Wynau

Die Zukunft kann beginnen

Blick auf die Baustelle: Das Projekt SANARA der ARA Region Murg schreitet zügig voran. (Bild: nub)

ARA

Blick auf die Baustelle: Das Projekt SANARA der ARA Region Murg schreitet zügig voran. (Bild: nub)

Auf viel Interesse stiess die Einladung der ARA Region Murg, einen Augenschein zu den Fortschritten des Projektes SANARA zu nehmen. Fazit: Die Zukunft kann beginnen.

Natalie Brügger

Über 40 Vertreter der Anschlussgemeinden, des Amtes für Abwasser AWA, Beteiligte von Bau und Planung und auch direkte Anwohner durfte Alois Bossert (Präsident ARA Region Murg) morgens um 10 Uhr auf dem Areal begrüssen. «Die erste Etappe ist bald abgeschlossen», stand auf der Einladung und die Anwesenden waren neugierig, welchen Verlauf das elfeinhalb Millionen Franken teure Projekt SANARA genommen hatte.

Bevor die Gäste gruppenweise die Anlage besichtigen konnten, wurden sie in der Theorie in die Schwierigkeiten eines solchen Um- und Ausbaus eingeweiht. Schliesslich ist die Herausforderung bei der Sanierung einer Abwasserreinigungsanlage, dass man den Betrieb nicht einfach einstellen kann.

Neu zwei Vorklärbecken

Max Studer, welcher die ARA-Führung bei allen Fragen des Umbaus berät, führte die Präsentation mit Witz und in leicht verständlicher Form vor.
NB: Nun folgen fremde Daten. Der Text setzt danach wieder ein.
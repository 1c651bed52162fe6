use serde::{Deserialize, Serialize};
use std::fmt;

use crate::middleware::{
    InspectorMiddleware, LoggerMiddleware, SchemaMiddleware, SpawnMiddleware, ThunkMiddleware,
};
use crate::pipeline::Middleware;

use super::{ConfigError, StoreConfig};

/// A built-in middleware, named in configuration
///
/// Example: `"middleware": ["logger", "schema", "thunk"]`
#[derive(Debug, Clone, Copy, PartialEq, Eq, Hash, Serialize, Deserialize)]
#[serde(rename_all = "lowercase")]
pub enum MiddlewareKind {
    Logger,
    Inspector,
    Thunk,
    Spawn,
    Schema,
}

impl MiddlewareKind {
    /// Create the middleware, pulling schemas and policies from `config`
    pub fn instantiate(self, config: &StoreConfig) -> Result<Box<dyn Middleware>, ConfigError> {
        Ok(match self {
            Self::Logger => Box::new(LoggerMiddleware::new()),
            Self::Inspector => Box::new(InspectorMiddleware::new()),
            Self::Thunk => Box::new(ThunkMiddleware::new()),
            Self::Spawn => Box::new(SpawnMiddleware::new()),
            Self::Schema => {
                let mut schemas = SchemaMiddleware::new().on_invalid(config.on_invalid);
                for (action, schema) in &config.schemas {
                    schemas = schemas.with_schema(action.clone(), schema)?;
                }
                Box::new(schemas)
            }
        })
    }
}

impl fmt::Display for MiddlewareKind {
    fn fmt(&self, f: &mut fmt::Formatter<'_>) -> fmt::Result {
        let name = match self {
            Self::Logger => "logger",
            Self::Inspector => "inspector",
            Self::Thunk => "thunk",
            Self::Spawn => "spawn",
            Self::Schema => "schema",
        };
        f.write_str(name)
    }
}
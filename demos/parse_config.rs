/// Example: Parse a helium store configuration and replay a few actions
///
/// Usage: cargo run --example parse_config [config_file]

use helium::{ActionRecord, StoreConfig};
use serde_json::json;
use std::env;

fn main() {
    // Get config file path from command line or use default
    let config_path = env::args()
        .nth(1)
        .unwrap_or_else(|| "demos/coins.json".to_string());

    let config = match StoreConfig::load(&config_path) {
        Ok(config) => config,
        Err(e) => {
            eprintln!("✗ Failed to load configuration:");
            eprintln!("{}", e);
            std::process::exit(1);
        }
    };

    println!("✓ Successfully parsed configuration!");
    println!("\nMiddleware (outermost first):");
    for (i, kind) in config.middleware.iter().enumerate() {
        println!("  {}. {}", i + 1, kind);
    }

    println!("\nReducer rules: {}", config.reducers.len());
    for rule in &config.reducers {
        println!("  {} -> {}", rule.action, rule.set);
    }

    let store = match config.build_store() {
        Ok(store) => store,
        Err(e) => {
            eprintln!("✗ Failed to build store: {}", e);
            std::process::exit(1);
        }
    };

    for value in [5, 10] {
        let action = ActionRecord::new("SetCoins").with("Value", json!(value));
        if let Err(e) = store.fire(action) {
            eprintln!("✗ {}", e);
        }
    }

    println!("\n--- Final State ---");
    println!("{:#?}", store.snapshot().root());
}
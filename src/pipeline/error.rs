use thiserror::Error;

/// Errors that can surface from a dispatch call
///
/// The pipeline itself never produces an error for a swallowed action:
/// a middleware that does not call `next` simply ends propagation.
#[derive(Debug, Clone, PartialEq, Error)]
pub enum DispatchError {
    /// A value could not be turned into an action record
    #[error("Invalid action: {message}")]
    InvalidAction { message: String },

    /// A thunk or task reached the root reducer without being intercepted
    #[error("Unhandled callable action: no middleware intercepted a {kind}")]
    UnhandledCallable { kind: &'static str },

    /// The reducer rejected an action
    #[error("Reducer failed on '{action}': {message}")]
    Reducer { action: String, message: String },

    /// The action did not match the schema registered for its type
    #[error("Validation failed for '{action}': {}", errors.join("; "))]
    ValidationFailed { action: String, errors: Vec<String> },

    /// A state path could not be read or written
    #[error("State path '{path}': {message}")]
    StatePath { path: String, message: String },

    /// A JSONPath query against the state failed
    #[error("Query '{query}' failed: {message}")]
    Query { query: String, message: String },

    /// A spawning middleware was used outside of a tokio runtime
    #[error("No tokio runtime available to spawn action")]
    NoRuntime,

    /// Dispatch was attempted while middlewares were still being bound
    #[error("Store is not ready: middlewares are still being applied")]
    NotReady,

    /// The store behind a handle has been dropped
    #[error("Store has been dropped")]
    StoreDropped,

    /// Generic error for custom middleware and reducer failures
    #[error("{message}")]
    Custom { message: String },
}

impl DispatchError {
    /// Create an InvalidAction error
    pub fn invalid_action(message: impl Into<String>) -> Self {
        Self::InvalidAction {
            message: message.into(),
        }
    }

    /// Create a Reducer error for the given action type
    pub fn reducer(action: impl Into<String>, message: impl Into<String>) -> Self {
        Self::Reducer {
            action: action.into(),
            message: message.into(),
        }
    }

    /// Create a ValidationFailed error
    pub fn validation_failed(action: impl Into<String>, errors: Vec<String>) -> Self {
        Self::ValidationFailed {
            action: action.into(),
            errors,
        }
    }

    /// Create a StatePath error
    pub fn state_path(path: impl Into<String>, message: impl Into<String>) -> Self {
        Self::StatePath {
            path: path.into(),
            message: message.into(),
        }
    }

    /// Create a Custom error
    pub fn custom(message: impl Into<String>) -> Self {
        Self::Custom {
            message: message.into(),
        }
    }
}
/// Built-in middlewares
///
/// - [`LoggerMiddleware`] records the type of every action
/// - [`InspectorMiddleware`] records every action in full
/// - [`ThunkMiddleware`] runs thunks inline
/// - [`SpawnMiddleware`] runs thunks and tasks on their own tokio task
/// - [`SchemaMiddleware`] validates actions against JSON Schemas

mod inspector;
mod logger;
mod schema;
mod spawn;
mod thunk;

pub use inspector::{InspectorMiddleware, ValueSink};
pub use logger::{LoggerMiddleware, TypeSink};
pub use schema::{OnInvalid, SchemaMiddleware};
pub use spawn::SpawnMiddleware;
pub use thunk::ThunkMiddleware;
use serde_json::{Map, Value};
use std::fmt;
use std::sync::Arc;

use super::ActionRecord;

/// A named constructor for structured actions
///
/// The payload function builds the non-`Type` fields; the creator stamps its
/// own name as the discriminator, so reducers can match on [`ActionCreator::name`]
/// instead of repeating string literals.
///
/// # Example
/// ```
/// use helium::ActionCreator;
/// use serde_json::{json, Map};
///
/// let awesome = ActionCreator::new("AwesomeAction", |(name, awesome): (&str, bool)| {
///     let mut payload = Map::new();
///     payload.insert("ObjectName".into(), json!(name));
///     payload.insert("IsAwesome".into(), json!(awesome));
///     payload
/// });
///
/// let action = awesome.create(("LPlus", true));
/// assert!(awesome.matches(&action));
/// ```
pub struct ActionCreator<Args> {
    name: String,
    payload: Arc<dyn Fn(Args) -> Map<String, Value> + Send + Sync>,
}

impl<Args> ActionCreator<Args> {
    /// Create an action creator with a payload builder
    pub fn new<F>(name: impl Into<String>, payload: F) -> Self
    where
        F: Fn(Args) -> Map<String, Value> + Send + Sync + 'static,
    {
        Self {
            name: name.into(),
            payload: Arc::new(payload),
        }
    }

    /// The action type every created record carries
    pub fn name(&self) -> &str {
        &self.name
    }

    /// Build a record from the given arguments
    pub fn create(&self, args: Args) -> ActionRecord {
        let mut record = ActionRecord::new(self.name.clone());
        for (key, value) in (self.payload)(args) {
            record.insert(key, value);
        }
        record
    }

    /// Check whether a record was produced by (or has the same type as) this creator
    pub fn matches(&self, record: &ActionRecord) -> bool {
        record.is(&self.name)
    }
}

impl ActionCreator<()> {
    /// An action creator without payload
    pub fn unit(name: impl Into<String>) -> Self {
        Self::new(name, |()| Map::new())
    }
}

impl<Args> Clone for ActionCreator<Args> {
    fn clone(&self) -> Self {
        Self {
            name: self.name.clone(),
            payload: Arc::clone(&self.payload),
        }
    }
}

impl<Args> fmt::Debug for ActionCreator<Args> {
    fn fmt(&self, f: &mut fmt::Formatter<'_>) -> fmt::Result {
        f.debug_struct("ActionCreator")
            .field("name", &self.name)
            .field("payload", &"<function>")
            .finish()
    }
}
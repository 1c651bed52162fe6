use std::fmt;
use std::sync::Arc;

use tracing::debug;

use crate::action::Action;
use crate::pipeline::DispatchError;
use crate::store::StoreHandle;

/// A shareable dispatch function: delivers one action to the next stage
///
/// Cloning is one `Arc` increment; the same function may be called from
/// several threads and re-entered from inside itself.
#[derive(Clone)]
pub struct Dispatch(Arc<dyn Fn(Action) -> Result<(), DispatchError> + Send + Sync + 'static>);

impl Dispatch {
    /// Wrap a function as a dispatch stage
    pub fn new<F>(f: F) -> Self
    where
        F: Fn(Action) -> Result<(), DispatchError> + Send + Sync + 'static,
    {
        Self(Arc::new(f))
    }

    /// Deliver an action to this stage
    pub fn call(&self, action: impl Into<Action>) -> Result<(), DispatchError> {
        (self.0)(action.into())
    }
}

impl fmt::Debug for Dispatch {
    fn fmt(&self, f: &mut fmt::Formatter<'_>) -> fmt::Result {
        f.write_str("Dispatch(<function>)")
    }
}

/// Second level of a middleware: wraps the next stage into a new stage
pub type Transformer = Box<dyn FnOnce(Dispatch) -> Dispatch + Send + 'static>;

/// A pipeline stage factory
///
/// `bind` is called exactly once, when the pipeline is built, with a handle
/// to the owning store. The returned [`Transformer`] receives the next stage
/// and returns the function that decides what to do with each action.
///
/// Any `FnOnce(StoreHandle) -> impl FnOnce(Dispatch) -> Dispatch` closure is a
/// middleware:
///
/// ```
/// use helium::{Dispatch, StoreHandle};
///
/// let redundant = |_store: StoreHandle| {
///     |next: Dispatch| Dispatch::new(move |action| next.call(action))
/// };
/// # let _ = redundant;
/// ```
pub trait Middleware: Send + 'static {
    /// Bind the middleware to its store
    fn bind(self: Box<Self>, store: StoreHandle) -> Transformer;

    /// Name used in logs
    fn name(&self) -> &'static str {
        std::any::type_name::<Self>()
    }
}

impl<F, T> Middleware for F
where
    F: FnOnce(StoreHandle) -> T + Send + 'static,
    T: FnOnce(Dispatch) -> Dispatch + Send + 'static,
{
    fn bind(self: Box<Self>, store: StoreHandle) -> Transformer {
        Box::new((*self)(store))
    }
}

/// Fold transformers right-to-left around `base`
///
/// The first transformer becomes the outermost stage: `T1(T2(...Tn(base)))`.
/// With no transformers the result is `base` itself.
pub fn compose(base: Dispatch, transformers: Vec<Transformer>) -> Dispatch {
    transformers
        .into_iter()
        .rev()
        .fold(base, |next, transform| transform(next))
}

/// An ordered list of middlewares, composed once into a single dispatch
#[derive(Default)]
pub struct Pipeline {
    middlewares: Vec<Box<dyn Middleware>>,
}

impl Pipeline {
    /// Create an empty pipeline
    pub fn new() -> Self {
        Self {
            middlewares: Vec::new(),
        }
    }

    /// Append a middleware (registration order is wrapping order)
    pub fn push(&mut self, middleware: impl Middleware) {
        self.middlewares.push(Box::new(middleware));
    }

    /// Append an already boxed middleware
    pub fn push_boxed(&mut self, middleware: Box<dyn Middleware>) {
        self.middlewares.push(middleware);
    }

    /// Number of registered middlewares
    pub fn len(&self) -> usize {
        self.middlewares.len()
    }

    /// Check if no middleware is registered
    pub fn is_empty(&self) -> bool {
        self.middlewares.is_empty()
    }

    /// Bind every middleware to `store` in registration order, then compose around `base`
    pub fn build(self, base: Dispatch, store: &StoreHandle) -> Dispatch {
        let transformers = self
            .middlewares
            .into_iter()
            .enumerate()
            .map(|(position, middleware)| {
                debug!(position, middleware = middleware.name(), "binding middleware");
                middleware.bind(store.clone())
            })
            .collect();

        compose(base, transformers)
    }
}

impl fmt::Debug for Pipeline {
    fn fmt(&self, f: &mut fmt::Formatter<'_>) -> fmt::Result {
        f.debug_list()
            .entries(self.middlewares.iter().map(|m| m.name()))
            .finish()
    }
}
//! A single discretized element of a tether.
//!
//! A [`TetherElement`] is a point mass with a position, a velocity, and
//! the physical properties needed to compute the forces acting on it:
//! weight, buoyancy, quadratic drag, and the tension toward each
//! neighbor. Tension is not a stiff spring: each element owns two [`Pid`]
//! controllers that steer the distance to the previous and next element
//! toward the shared rest length, and the controller commands are read
//! back as force magnitudes.
//!
//! Elements do not hold references to their neighbors. The owning chain
//! stores all elements contiguously and hands neighbor positions into the
//! force and integration methods; an endpoint simply has no neighbor on
//! one side and is never advanced by [`step`](TetherElement::step).

use nalgebra::{Point3, Vector3};

#[cfg(feature = "serde")]
use serde::{Deserialize, Serialize};

use crate::environment::Environment;
use crate::pid::Pid;

/// Direction vectors shorter than this are treated as degenerate and
/// produce no tension force.
const MIN_SEPARATION: f64 = 1e-10;

/// Default drag coefficient for a tether element.
pub const DEFAULT_DRAG_COEFFICIENT: f64 = 10.0;

/// Default proportional/integral/derivative gains for the length
/// controllers.
pub const DEFAULT_LENGTH_GAINS: (f64, f64, f64) = (30.0, 0.0, 2.0);

/// A point mass in the discretized tether.
#[derive(Debug, Clone, PartialEq)]
#[cfg_attr(feature = "serde", derive(Serialize, Deserialize))]
pub struct TetherElement {
    /// Mass (kg).
    mass: f64,
    /// Displaced volume (m³).
    volume: f64,
    /// Rest length of the links to both neighbors (m).
    rest_length: f64,
    /// Quadratic drag coefficient.
    drag_coefficient: f64,
    /// Current position.
    position: Point3<f64>,
    /// Current velocity.
    velocity: Vector3<f64>,
    /// Controller steering the distance to the previous element.
    length_to_previous: Pid,
    /// Controller steering the distance to the next element.
    length_to_next: Pid,
}

impl TetherElement {
    /// Create an element at the origin, at rest.
    ///
    /// `mass` must be positive, `volume` non-negative and `rest_length`
    /// positive; the owning chain validates its configuration before
    /// constructing elements.
    #[must_use]
    pub fn new(mass: f64, volume: f64, rest_length: f64) -> Self {
        Self::with_position(mass, volume, rest_length, Point3::origin())
    }

    /// Create an element at rest at the given position.
    #[must_use]
    pub fn with_position(mass: f64, volume: f64, rest_length: f64, position: Point3<f64>) -> Self {
        let (p, i, d) = DEFAULT_LENGTH_GAINS;
        Self {
            mass,
            volume,
            rest_length,
            drag_coefficient: DEFAULT_DRAG_COEFFICIENT,
            position,
            velocity: Vector3::zeros(),
            length_to_previous: Pid::new(p, i, d),
            length_to_next: Pid::new(p, i, d),
        }
    }

    /// Current position.
    #[must_use]
    pub fn position(&self) -> Point3<f64> {
        self.position
    }

    /// X coordinate.
    #[must_use]
    pub fn x(&self) -> f64 {
        self.position.x
    }

    /// Y coordinate.
    #[must_use]
    pub fn y(&self) -> f64 {
        self.position.y
    }

    /// Z coordinate (height).
    #[must_use]
    pub fn z(&self) -> f64 {
        self.position.z
    }

    /// Current velocity.
    #[must_use]
    pub fn velocity(&self) -> Vector3<f64> {
        self.velocity
    }

    /// Mass (kg).
    #[must_use]
    pub const fn mass(&self) -> f64 {
        self.mass
    }

    /// Displaced volume (m³).
    #[must_use]
    pub const fn volume(&self) -> f64 {
        self.volume
    }

    /// Rest length of the links to both neighbors (m).
    #[must_use]
    pub const fn rest_length(&self) -> f64 {
        self.rest_length
    }

    /// Quadratic drag coefficient.
    #[must_use]
    pub const fn drag_coefficient(&self) -> f64 {
        self.drag_coefficient
    }

    /// Move the element. Intended for endpoints, which are otherwise
    /// never touched by integration.
    pub fn set_position(&mut self, position: Point3<f64>) {
        self.position = position;
    }

    /// Overwrite the velocity.
    pub fn set_velocity(&mut self, velocity: Vector3<f64>) {
        self.velocity = velocity;
    }

    /// Replace the drag coefficient.
    pub const fn set_drag_coefficient(&mut self, drag_coefficient: f64) {
        self.drag_coefficient = drag_coefficient;
    }

    /// Replace both length controllers with copies of `controller`.
    pub fn set_length_controllers(&mut self, controller: Pid) {
        self.length_to_previous = controller.clone();
        self.length_to_next = controller;
    }

    /// Controller steering the distance to the previous element.
    #[must_use]
    pub const fn length_to_previous(&self) -> &Pid {
        &self.length_to_previous
    }

    /// Controller steering the distance to the next element.
    #[must_use]
    pub const fn length_to_next(&self) -> &Pid {
        &self.length_to_next
    }

    /// Euclidean distance from this element to `point`.
    #[must_use]
    pub fn distance_to(&self, point: Point3<f64>) -> f64 {
        (point - self.position).norm()
    }

    /// Weight force `(0, 0, -m g)`.
    #[must_use]
    pub fn gravity(&self, env: &Environment) -> Vector3<f64> {
        env.weight_on(self.mass)
    }

    /// Buoyant force `(0, 0, ρ V g)` from the displaced water.
    #[must_use]
    pub fn buoyancy(&self, env: &Environment) -> Vector3<f64> {
        env.buoyancy_on(self.volume)
    }

    /// Per-axis quadratic drag `-f · |v| v`.
    ///
    /// Magnitude grows with the square of the speed and each component
    /// opposes the velocity on that axis.
    #[must_use]
    pub fn drag(&self) -> Vector3<f64> {
        self.velocity.map(|v| -self.drag_coefficient * v.abs() * v)
    }

    /// Tension toward the previous element from the last controller
    /// command, without updating the controller.
    ///
    /// Zero when there is no previous neighbor.
    #[must_use]
    pub fn tension_to_previous(&self, previous: Option<Point3<f64>>) -> Vector3<f64> {
        previous.map_or_else(Vector3::zeros, |prev| {
            -self.length_to_previous.cmd() * unit_toward(self.position, prev)
        })
    }

    /// Tension toward the next element from the last controller command,
    /// without updating the controller.
    ///
    /// Zero when there is no next neighbor. Note the sign convention is
    /// the mirror of [`tension_to_previous`](Self::tension_to_previous).
    #[must_use]
    pub fn tension_to_next(&self, next: Option<Point3<f64>>) -> Vector3<f64> {
        next.map_or_else(Vector3::zeros, |next| {
            self.length_to_next.cmd() * unit_toward(self.position, next)
        })
    }

    /// Update the previous-length controller with the current distance
    /// error and return the resulting tension force.
    ///
    /// This is the variant used during integration.
    pub fn regulate_tension_to_previous(
        &mut self,
        previous: Option<Point3<f64>>,
        dt: f64,
    ) -> Vector3<f64> {
        if let Some(prev) = previous {
            let error = self.distance_to(prev) - self.rest_length;
            self.length_to_previous.update(error, dt);
        }
        self.tension_to_previous(previous)
    }

    /// Update the next-length controller with the current distance error
    /// and return the resulting tension force.
    pub fn regulate_tension_to_next(&mut self, next: Option<Point3<f64>>, dt: f64) -> Vector3<f64> {
        if let Some(next_pos) = next {
            let error = self.distance_to(next_pos) - self.rest_length;
            self.length_to_next.update(error, dt);
        }
        self.tension_to_next(next)
    }

    /// Acceleration from the current controller commands, without
    /// updating the controllers.
    #[must_use]
    pub fn current_acceleration(
        &self,
        previous: Option<Point3<f64>>,
        next: Option<Point3<f64>>,
        env: &Environment,
    ) -> Vector3<f64> {
        let force = self.gravity(env)
            + self.buoyancy(env)
            + self.drag()
            + self.tension_to_previous(previous)
            + self.tension_to_next(next);
        force / self.mass
    }

    /// Acceleration for this timestep: both length controllers are
    /// stepped with the current distance errors, then the five forces are
    /// summed and divided by the mass.
    pub fn acceleration(
        &mut self,
        previous: Option<Point3<f64>>,
        next: Option<Point3<f64>>,
        env: &Environment,
        dt: f64,
    ) -> Vector3<f64> {
        let tension_previous = self.regulate_tension_to_previous(previous, dt);
        let tension_next = self.regulate_tension_to_next(next, dt);
        let force =
            self.gravity(env) + self.buoyancy(env) + self.drag() + tension_previous + tension_next;
        force / self.mass
    }

    /// Advance the element by one Euler increment.
    ///
    /// Only interior elements move: when either neighbor is absent the
    /// element is an endpoint and its state is left untouched. Velocity
    /// is updated first and the position uses the updated velocity.
    pub fn step(
        &mut self,
        previous: Option<Point3<f64>>,
        next: Option<Point3<f64>>,
        env: &Environment,
        dt: f64,
    ) {
        if previous.is_none() || next.is_none() {
            return;
        }

        let acceleration = self.acceleration(previous, next, env, dt);
        self.velocity += dt * acceleration;
        self.position += dt * self.velocity;
    }

    /// Kinetic energy `½ m |v|²`.
    #[must_use]
    pub fn kinetic_energy(&self) -> f64 {
        0.5 * self.mass * self.velocity.norm_squared()
    }
}

/// Unit vector pointing from `from` toward `to`, or zero when the two
/// points (nearly) coincide.
fn unit_toward(from: Point3<f64>, to: Point3<f64>) -> Vector3<f64> {
    let direction = to - from;
    let norm = direction.norm();
    if norm > MIN_SEPARATION {
        direction / norm
    } else {
        Vector3::zeros()
    }
}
Er rief noch einmal ins Gedächtnis, mit welchen Vorgaben man 2005 die Bedürfnisabklärung zu SANARA durchgeführt hatte. Diese ergab, dass man die biologische Reinigung und die weiterführende Schlammbehandlung angehen musste, um den Werterhalt der Anlage zu sichern. Dabei ist man sehr selektiv vorgegangen, schliesslich soll die Anlage nicht vergoldet werden. So wurde zum Beispiel der Beton in den Becken nur an Stellen erneuert, die es auch wirklich nötig hatten.

Natürlich wurde bei der Planung darauf geachtet, die ARA auf den neusten Stand der Technik zu bringen. Diese hat in den letzten Jahren - die Anlage in Wynau wurde 1979 in Betrieb genommen - erhebliche Fortschritte gemacht. Offensichtlich wird dies insbesondere bei der neuen Aufteilung der Vorklärbecken (VKB). Aus dem ersten der zwei bestehenden Becken wurden kurzerhand zwei gemacht, was mit der heutigen Technologie absolut ausreichend ist. Das bisherige VKB 2 wird als Regenwasserbecken genutzt. Auch die Elektronik, welche einen immer höheren Stellenwert einnimt, wurde weitgehend modernisiert.

Einige «Feuerwehrübungen»

«Handlungsbedarf bestand auch bei der Schlammentwässerung», erklärte Max Studer. Bisher hatte eine externe Firma einmal im Monat die Schlammentwässerung vorgenommen. „Dabei wird dem Schlamm rund 30 Prozent des Wassers entzogen. Dieses wird dann wiederum der ARA zugeführt», so der Experte weiter. Sinnvoller wäre es, wenn dieses Abwasser regelmässig in geringen Mengen zugeführt würde. SANARA hat dies mit einem eigenen Gebäude für Schlammentwässerung auf dem Areal so vorgesehen.

Diese Woche sollen die beiden neuen Vorklärbecken und das sanierte Nachklärbecken in Betrieb genommen werden. Eine Tatsache, welche vor allem den Betriebsleiter Adrian Burkart und seine beiden Klärwarter freut. Das Team arbeitete seit Baubeginn mit vielen Provisorien und absolvierte manche «Feuerwehrübung», wenn etwas nicht wunschgemäss klappte. Aber: «Die Anlage hat immer funktioniert und die Werte waren durchwegs sehr gut», so Adrian Burkart. Er ist froh, dass SANARA bewilligt wurde. «Die Anlage ist schon alt und es ist fast täglich etwas ausgestiegen.»